We hope you are enjoying our latest Stable Release v0.7.0. Work on our custom FMS proceeds apace and we hope to include it into our development version as soon as we iron out all the leftover bugs. We have some exciting features planned ahead for everyone and would also like to share some insight into the inner workings of our development process. Read on below!
- Development Process
- Improved Autopilot Speed/Mach Mode
- EFIS Filters and FIX INFO
- ARINC 429
- New New Flight Plan Manager
- State of Hydraulics
- Exterior Lighting Overhaul
- A380X Progress- A380X Progress
Our Development Process
For more than a year now over 170 contributors, including our growing core team, have given their free time to create complex systems integrations and realistic features entirely from scratch. Our core principle is to maintain professional standards and adhere to industry-wide best practices delivering high-quality, rigorously-tested products. We always strive to simulate a working feature to the maximum extent possible. Unlike most other addons you can take a deep dive into our code on GitHub and see for yourself - and maybe stick around, help us out, or even start your own project!

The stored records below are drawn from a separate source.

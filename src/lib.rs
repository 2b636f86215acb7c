//! depscope - npm dependency health report library
//!
//! This library provides the pipeline behind the CLI:
//! - Manifest parsing (package.json)
//! - npm registry metadata fetching
//! - Version evaluation (outdated, deprecated, pre-release, repository link)
//! - Sequential analysis with progress notification

pub mod cli;
pub mod domain;
pub mod error;
pub mod evaluate;
pub mod manifest;
pub mod orchestrator;
pub mod output;
pub mod progress;
pub mod registry;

Once on our GitHub you can see our code base and more importantly our "pull requests" which are essentially features, fixes, or changes to the A32NX. Before any feature is ever available to the public we ensure it follows this general process:
- Has documentation and is available on the IRL A320neo
- Code review
- Pilot or engineer feedback (if applicable)
- Rounds of QA testing to identify issues
We often see questions on why we release updates or progress on certain features instead of a feature that many of you are excited about.
Everyone at FlyByWire Simulations is a volunteer. With parallel development, we can have different people working on various features simultaneously. Simply put, we can have someone who is great at working with lights or sounds complete their work ahead of the people working hard on systems such as LNAV/VNAV. When it comes to developing such a complex aircraft parallel development comes naturally, leading to accelerated development and the inclusion of many new features.
Quality Assurance Teams
While possibly unknown to some of our user base we actually have a team of dedicated QA testers also working in their free time to test every feature before they are released to the public on our Stable or Development branches. We are immeasurably grateful to these people for giving their time to following our testing instructions and providing feedback to our developers.
If you'd like to know more about our QA process we have a handy guide on our documentation site. Who knows, you may even be interested in joining our QA ranks.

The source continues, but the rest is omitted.